The great difficulty in using psychological ideas to understand radicalization is that researchers typically have little access to the interior life of terrorists. Events and actions are more easily ascertained, but the thoughts and feelings of terrorists are more difficult to assess. Especially this problem arises in trying to understand lone-wolf terrorists. Group-based terrorists often produce texts and public statements which, however biased, offer insight at least into what the terrorists want their publics to believe about their motives and goals. Lone-actor terrorists are usually less obliging in this regard (Anders Breivlk is a notable but non-American exception).

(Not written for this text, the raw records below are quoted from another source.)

//! The relational-access seam.
//!
//! A [`ConnectionSource`] yields one live [`Connection`] per call. Handles and
//! the driver only talk to these traits, so the sqlx-backed implementations in
//! [`crate::db::backend`] can be swapped for scripted ones in tests.
//!
//! Parameters reach a connection already checked against their declared
//! kinds; implementations only bind and decode.

use crate::error::DbResult;
use crate::models::{DatabaseType, ProcedureBlock, Value, ValueKind};
use futures_util::future::BoxFuture;

/// Row count reported by drivers that cannot tell how many rows a statement
/// touched.
pub const UNKNOWN_ROW_COUNT: i64 = -1;

/// An owned, type-erased connection.
pub type BoxConnection = Box<dyn Connection>;

/// Per-row callback used by [`Connection::fetch`]; returns `false` to stop.
pub type RowCallback<'a> = dyn FnMut(Vec<Value>) -> DbResult<bool> + Send + 'a;

/// A statement with positionally bound parameters.
#[derive(Debug, Clone, Copy)]
pub struct Statement<'a> {
    pub sql: &'a str,
    pub kinds: &'a [ValueKind],
    pub params: &'a [Value],
}

impl<'a> Statement<'a> {
    pub fn new(sql: &'a str, kinds: &'a [ValueKind], params: &'a [Value]) -> Self {
        Self { sql, kinds, params }
    }

    /// Iterate `(kind, value)` pairs in binding order.
    pub fn bindings(self) -> impl Iterator<Item = (ValueKind, &'a Value)> + 'a {
        self.kinds.iter().copied().zip(self.params.iter())
    }
}

/// One positional slot of a procedure call.
#[derive(Debug, Clone, Copy, PartialEq)]
pub enum ParamSlot<'a> {
    In { kind: ValueKind, value: &'a Value },
    Out(ValueKind),
}

/// Everything a procedure call produced, before the processor sees it.
#[derive(Debug, Clone, Default, PartialEq)]
pub struct RawCallResult {
    pub blocks: Vec<ProcedureBlock>,
    /// Output slot values, in slot order
    pub outputs: Vec<Value>,
}

/// One live connection to a store.
///
/// Auto-commit is on when a connection is handed out. With auto-commit off a
/// transaction begins lazily before the next statement and stays open until
/// [`commit`](Connection::commit) or [`rollback`](Connection::rollback).
pub trait Connection: Send {
    fn database_type(&self) -> DatabaseType;

    fn auto_commit(&self) -> bool;

    /// Check if a transaction has been opened and not yet ended.
    fn in_transaction(&self) -> bool;

    fn set_read_only(&mut self, read_only: bool) -> BoxFuture<'_, DbResult<()>>;

    /// Toggle auto-commit. Turning it back on commits an open transaction.
    fn set_auto_commit(&mut self, auto_commit: bool) -> BoxFuture<'_, DbResult<()>>;

    fn commit(&mut self) -> BoxFuture<'_, DbResult<()>>;

    fn rollback(&mut self) -> BoxFuture<'_, DbResult<()>>;

    /// Stream rows decoded into the declared column kinds. Returns the number
    /// of rows handed to `on_row`.
    fn fetch<'a>(
        &'a mut self,
        statement: Statement<'a>,
        columns: &'a [ValueKind],
        on_row: &'a mut RowCallback<'a>,
    ) -> BoxFuture<'a, DbResult<usize>>;

    /// Execute one statement. The count may be [`UNKNOWN_ROW_COUNT`].
    fn execute<'a>(&'a mut self, statement: Statement<'a>) -> BoxFuture<'a, DbResult<i64>>;

    /// Execute one statement per row, returning each row's reported count.
    fn execute_batch<'a>(
        &'a mut self,
        sql: &'a str,
        kinds: &'a [ValueKind],
        rows: &'a [Vec<Value>],
    ) -> BoxFuture<'a, DbResult<Vec<i64>>> {
        Box::pin(async move {
            let mut counts = Vec::with_capacity(rows.len());
            for row in rows {
                counts.push(self.execute(Statement::new(sql, kinds, row)).await?);
            }
            Ok(counts)
        })
    }

    /// Insert each row and collect the generated keys the driver reports.
    ///
    /// The result may hold fewer keys than rows; callers decide whether that
    /// is acceptable.
    fn insert_returning_keys<'a>(
        &'a mut self,
        sql: &'a str,
        kinds: &'a [ValueKind],
        rows: &'a [Vec<Value>],
        key_kind: ValueKind,
    ) -> BoxFuture<'a, DbResult<Vec<Value>>>;

    /// Run a procedure call over already laid-out slots.
    fn call<'a>(
        &'a mut self,
        sql: &'a str,
        slots: &'a [ParamSlot<'a>],
    ) -> BoxFuture<'a, DbResult<RawCallResult>>;

    /// Drop the connection instead of returning it to its pool.
    fn detach(self: Box<Self>);
}

/// Supplies connections, optionally scoped to a named store.
pub trait ConnectionSource: Send + Sync {
    /// Acquire a connection from the default store or from `store`.
    fn acquire<'a>(&'a self, store: Option<&'a str>) -> BoxFuture<'a, DbResult<BoxConnection>>;
}

/// Sum per-statement row counts.
///
/// A negative count (the [`UNKNOWN_ROW_COUNT`] sentinel) counts as exactly one
/// row.
pub fn accumulate_affected_rows(counts: &[i64]) -> u64 {
    counts
        .iter()
        .map(|&count| u64::try_from(count).unwrap_or(1))
        .sum()
}

#[cfg(test)]
mod tests {
    use super::*;

    #[test]
    fn test_unknown_count_counts_as_one() {
        assert_eq!(accumulate_affected_rows(&[1, 1, UNKNOWN_ROW_COUNT, 2]), 5);
    }

    #[test]
    fn test_accumulate_edge_cases() {
        assert_eq!(accumulate_affected_rows(&[]), 0);
        assert_eq!(accumulate_affected_rows(&[0, 0]), 0);
        assert_eq!(accumulate_affected_rows(&[-3]), 1);
    }

    #[test]
    fn test_statement_bindings_pair_kinds_and_values() {
        let kinds = [ValueKind::Text, ValueKind::Integer];
        let params = [Value::from("a"), Value::Null];
        let statement = Statement::new("INSERT INTO t VALUES (?, ?)", &kinds, &params);
        let pairs: Vec<_> = statement.bindings().collect();
        assert_eq!(pairs[0], (ValueKind::Text, &Value::from("a")));
        assert_eq!(pairs[1], (ValueKind::Integer, &Value::Null));
    }
}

But there is one case of a terrorist who loved to write, who left an almost daily record of emails and blog entries as he self-radicalized to the point where he left the country to seek a militant organization that could provide means and opportunity for jihad. Momin Khawaja provides for researchers perhaps the best-ever real-time record of thoughts and feelings leading up to terrorist action. These materials run to the hundreds of pages of email and blogging, hundreds of pages of court transcript, dozens of pages of interview notes, and three chapters of timeline history that Thomas Quiggin put together himself.

These materials and Quiggin's personal experience with Khawaja provide what the PIs believe is the best-ever opportunity to trace the radicalization of an individual who, if not a lone-wolf terrorist, was clearly a self-radicalized terrorist.